__What to produce__.
Of the lines below, report only those that contain "distribution".

__Records from a collection__.
--- START ---

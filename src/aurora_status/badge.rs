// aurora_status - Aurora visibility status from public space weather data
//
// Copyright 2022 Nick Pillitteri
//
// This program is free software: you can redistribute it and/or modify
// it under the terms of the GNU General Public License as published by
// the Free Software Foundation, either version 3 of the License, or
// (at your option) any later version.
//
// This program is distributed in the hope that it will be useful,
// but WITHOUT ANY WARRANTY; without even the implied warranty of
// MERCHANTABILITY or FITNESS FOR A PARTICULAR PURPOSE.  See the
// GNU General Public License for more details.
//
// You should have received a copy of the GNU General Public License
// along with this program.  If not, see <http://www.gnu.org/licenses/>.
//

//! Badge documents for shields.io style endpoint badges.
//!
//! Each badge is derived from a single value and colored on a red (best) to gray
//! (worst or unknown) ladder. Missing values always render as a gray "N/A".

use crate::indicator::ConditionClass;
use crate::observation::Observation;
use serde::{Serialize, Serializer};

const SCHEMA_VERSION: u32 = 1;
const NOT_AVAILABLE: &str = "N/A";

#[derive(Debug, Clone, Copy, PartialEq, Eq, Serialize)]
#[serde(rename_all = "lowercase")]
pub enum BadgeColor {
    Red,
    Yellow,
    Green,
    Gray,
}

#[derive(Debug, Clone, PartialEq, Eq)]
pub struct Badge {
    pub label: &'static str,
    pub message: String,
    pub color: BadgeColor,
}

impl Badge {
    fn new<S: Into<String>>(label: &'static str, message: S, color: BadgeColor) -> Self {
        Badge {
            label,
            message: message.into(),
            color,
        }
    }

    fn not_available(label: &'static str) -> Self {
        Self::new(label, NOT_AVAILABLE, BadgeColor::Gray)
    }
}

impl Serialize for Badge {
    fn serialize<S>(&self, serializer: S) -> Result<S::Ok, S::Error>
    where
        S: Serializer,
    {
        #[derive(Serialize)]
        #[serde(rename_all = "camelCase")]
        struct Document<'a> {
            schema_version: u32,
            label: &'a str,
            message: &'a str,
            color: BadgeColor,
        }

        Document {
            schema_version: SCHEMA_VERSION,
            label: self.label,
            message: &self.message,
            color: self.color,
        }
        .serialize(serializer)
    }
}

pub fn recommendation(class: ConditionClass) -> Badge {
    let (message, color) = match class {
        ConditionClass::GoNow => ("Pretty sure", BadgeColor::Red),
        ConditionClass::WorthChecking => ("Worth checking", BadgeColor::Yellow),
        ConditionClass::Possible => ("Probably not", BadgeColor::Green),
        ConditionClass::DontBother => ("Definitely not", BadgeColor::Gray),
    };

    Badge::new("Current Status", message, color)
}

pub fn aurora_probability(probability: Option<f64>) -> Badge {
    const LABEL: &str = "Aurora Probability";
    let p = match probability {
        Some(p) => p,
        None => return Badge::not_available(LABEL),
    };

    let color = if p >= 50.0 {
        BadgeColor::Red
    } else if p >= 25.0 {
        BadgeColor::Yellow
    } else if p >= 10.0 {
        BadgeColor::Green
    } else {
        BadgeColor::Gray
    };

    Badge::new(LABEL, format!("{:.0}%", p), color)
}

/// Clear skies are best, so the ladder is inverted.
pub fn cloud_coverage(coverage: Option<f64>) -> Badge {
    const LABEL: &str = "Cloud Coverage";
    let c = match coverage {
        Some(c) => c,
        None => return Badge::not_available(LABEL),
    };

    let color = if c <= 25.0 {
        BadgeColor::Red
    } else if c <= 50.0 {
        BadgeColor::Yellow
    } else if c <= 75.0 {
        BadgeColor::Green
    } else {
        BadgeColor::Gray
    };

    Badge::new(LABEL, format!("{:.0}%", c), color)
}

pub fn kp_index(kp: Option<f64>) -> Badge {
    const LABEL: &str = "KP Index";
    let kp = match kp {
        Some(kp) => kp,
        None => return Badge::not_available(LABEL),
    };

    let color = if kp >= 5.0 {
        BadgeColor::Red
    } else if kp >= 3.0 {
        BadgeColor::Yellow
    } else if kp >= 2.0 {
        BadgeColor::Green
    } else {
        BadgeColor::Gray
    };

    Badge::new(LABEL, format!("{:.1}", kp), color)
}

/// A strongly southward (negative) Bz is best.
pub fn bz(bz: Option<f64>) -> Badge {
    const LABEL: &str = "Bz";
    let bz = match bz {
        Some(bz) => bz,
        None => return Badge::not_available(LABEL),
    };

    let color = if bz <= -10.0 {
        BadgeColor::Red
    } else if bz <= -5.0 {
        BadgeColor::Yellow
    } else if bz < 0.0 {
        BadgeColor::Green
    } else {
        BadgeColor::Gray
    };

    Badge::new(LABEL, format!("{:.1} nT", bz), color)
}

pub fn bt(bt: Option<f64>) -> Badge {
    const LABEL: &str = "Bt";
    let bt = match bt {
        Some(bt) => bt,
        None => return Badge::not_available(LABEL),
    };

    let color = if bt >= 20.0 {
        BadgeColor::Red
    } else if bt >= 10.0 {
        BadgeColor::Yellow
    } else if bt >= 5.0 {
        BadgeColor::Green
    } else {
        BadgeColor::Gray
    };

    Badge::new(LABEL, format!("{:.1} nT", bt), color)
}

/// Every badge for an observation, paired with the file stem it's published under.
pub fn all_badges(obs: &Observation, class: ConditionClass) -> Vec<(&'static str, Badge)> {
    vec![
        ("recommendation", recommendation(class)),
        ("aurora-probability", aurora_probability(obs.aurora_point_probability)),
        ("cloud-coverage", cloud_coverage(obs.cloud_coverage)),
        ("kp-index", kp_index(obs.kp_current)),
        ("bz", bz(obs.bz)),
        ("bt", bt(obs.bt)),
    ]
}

--- END ---
--- START ---

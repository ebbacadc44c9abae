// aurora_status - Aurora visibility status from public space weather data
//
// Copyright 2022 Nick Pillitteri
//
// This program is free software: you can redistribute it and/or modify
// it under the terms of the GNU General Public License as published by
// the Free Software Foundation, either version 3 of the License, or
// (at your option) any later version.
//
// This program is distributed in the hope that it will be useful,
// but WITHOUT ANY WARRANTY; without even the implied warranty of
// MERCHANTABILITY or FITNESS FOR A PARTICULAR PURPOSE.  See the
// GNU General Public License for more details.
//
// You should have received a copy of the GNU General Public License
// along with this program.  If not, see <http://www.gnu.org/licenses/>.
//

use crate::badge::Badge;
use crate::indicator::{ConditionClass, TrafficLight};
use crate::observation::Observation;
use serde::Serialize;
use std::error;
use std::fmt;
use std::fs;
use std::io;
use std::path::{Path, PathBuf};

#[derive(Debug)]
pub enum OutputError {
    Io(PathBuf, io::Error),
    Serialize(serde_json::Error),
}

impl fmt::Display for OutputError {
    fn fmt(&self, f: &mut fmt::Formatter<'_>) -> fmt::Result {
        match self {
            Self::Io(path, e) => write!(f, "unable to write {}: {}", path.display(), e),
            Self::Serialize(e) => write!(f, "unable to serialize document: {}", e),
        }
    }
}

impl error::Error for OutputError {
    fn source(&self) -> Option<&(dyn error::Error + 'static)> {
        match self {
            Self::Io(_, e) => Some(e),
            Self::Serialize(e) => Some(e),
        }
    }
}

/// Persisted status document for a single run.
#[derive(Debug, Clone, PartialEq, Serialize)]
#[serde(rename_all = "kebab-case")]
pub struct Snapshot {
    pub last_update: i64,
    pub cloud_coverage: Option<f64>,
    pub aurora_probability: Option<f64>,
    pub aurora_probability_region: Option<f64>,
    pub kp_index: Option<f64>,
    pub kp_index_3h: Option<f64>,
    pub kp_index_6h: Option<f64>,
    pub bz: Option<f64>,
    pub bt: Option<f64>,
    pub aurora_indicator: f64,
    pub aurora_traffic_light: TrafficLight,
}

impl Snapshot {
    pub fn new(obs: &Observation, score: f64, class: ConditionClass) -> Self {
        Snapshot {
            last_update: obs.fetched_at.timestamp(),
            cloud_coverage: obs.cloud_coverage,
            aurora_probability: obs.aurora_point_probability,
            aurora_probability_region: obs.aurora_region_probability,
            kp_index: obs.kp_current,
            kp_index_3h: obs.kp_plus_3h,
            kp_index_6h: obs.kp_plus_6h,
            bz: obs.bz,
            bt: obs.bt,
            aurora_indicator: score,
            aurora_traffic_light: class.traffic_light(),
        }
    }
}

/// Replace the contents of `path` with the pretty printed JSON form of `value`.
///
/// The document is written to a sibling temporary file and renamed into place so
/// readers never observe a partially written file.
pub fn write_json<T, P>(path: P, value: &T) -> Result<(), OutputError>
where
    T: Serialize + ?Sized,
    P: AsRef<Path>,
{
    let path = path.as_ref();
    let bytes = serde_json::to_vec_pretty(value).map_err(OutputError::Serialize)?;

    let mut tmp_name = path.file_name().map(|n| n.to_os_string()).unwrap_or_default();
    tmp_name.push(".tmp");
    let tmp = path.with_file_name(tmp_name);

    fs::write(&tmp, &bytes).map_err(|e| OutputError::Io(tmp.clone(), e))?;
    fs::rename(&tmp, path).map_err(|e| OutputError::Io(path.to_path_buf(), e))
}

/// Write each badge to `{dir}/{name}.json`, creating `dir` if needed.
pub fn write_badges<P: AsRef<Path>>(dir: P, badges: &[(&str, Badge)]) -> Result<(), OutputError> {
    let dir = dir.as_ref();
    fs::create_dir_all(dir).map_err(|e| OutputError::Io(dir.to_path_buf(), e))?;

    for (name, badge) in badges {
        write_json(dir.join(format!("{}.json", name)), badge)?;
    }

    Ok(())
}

--- END ---
--- START ---

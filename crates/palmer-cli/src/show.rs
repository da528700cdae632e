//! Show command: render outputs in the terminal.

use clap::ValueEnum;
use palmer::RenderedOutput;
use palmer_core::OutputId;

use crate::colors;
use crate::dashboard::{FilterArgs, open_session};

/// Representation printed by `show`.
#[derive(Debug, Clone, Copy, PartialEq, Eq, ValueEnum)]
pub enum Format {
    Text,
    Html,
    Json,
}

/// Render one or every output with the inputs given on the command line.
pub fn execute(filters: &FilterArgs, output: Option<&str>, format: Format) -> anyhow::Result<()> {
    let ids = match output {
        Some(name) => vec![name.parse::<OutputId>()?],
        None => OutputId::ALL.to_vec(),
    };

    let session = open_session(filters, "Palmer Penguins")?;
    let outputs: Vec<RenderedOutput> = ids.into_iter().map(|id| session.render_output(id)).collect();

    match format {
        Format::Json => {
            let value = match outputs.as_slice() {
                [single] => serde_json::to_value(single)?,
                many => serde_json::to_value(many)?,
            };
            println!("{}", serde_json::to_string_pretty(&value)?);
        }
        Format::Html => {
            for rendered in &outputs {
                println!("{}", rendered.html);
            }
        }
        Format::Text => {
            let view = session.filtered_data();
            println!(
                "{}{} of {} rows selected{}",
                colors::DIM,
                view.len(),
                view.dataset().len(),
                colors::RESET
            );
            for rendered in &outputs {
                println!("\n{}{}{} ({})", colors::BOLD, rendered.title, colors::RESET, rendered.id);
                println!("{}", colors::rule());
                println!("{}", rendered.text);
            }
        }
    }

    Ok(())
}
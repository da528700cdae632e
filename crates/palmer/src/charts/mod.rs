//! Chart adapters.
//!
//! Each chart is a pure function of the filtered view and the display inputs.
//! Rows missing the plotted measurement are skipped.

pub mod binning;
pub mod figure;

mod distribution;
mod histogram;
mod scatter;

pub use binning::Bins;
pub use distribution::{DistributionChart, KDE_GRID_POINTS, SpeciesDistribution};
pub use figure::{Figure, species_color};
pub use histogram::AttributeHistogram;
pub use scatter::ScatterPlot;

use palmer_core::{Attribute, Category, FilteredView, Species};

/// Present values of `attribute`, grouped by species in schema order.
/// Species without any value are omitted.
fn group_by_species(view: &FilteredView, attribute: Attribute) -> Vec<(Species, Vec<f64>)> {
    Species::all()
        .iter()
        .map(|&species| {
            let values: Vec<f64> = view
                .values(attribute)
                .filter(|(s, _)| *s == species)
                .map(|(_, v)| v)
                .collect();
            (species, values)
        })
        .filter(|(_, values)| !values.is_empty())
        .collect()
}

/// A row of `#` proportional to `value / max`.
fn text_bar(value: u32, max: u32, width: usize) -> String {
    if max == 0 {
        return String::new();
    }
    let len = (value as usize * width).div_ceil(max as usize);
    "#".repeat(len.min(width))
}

--- END ---

__Your solution__.
mod distribution;
pub use distribution::{DistributionChart, KDE_GRID_POINTS, SpeciesDistribution};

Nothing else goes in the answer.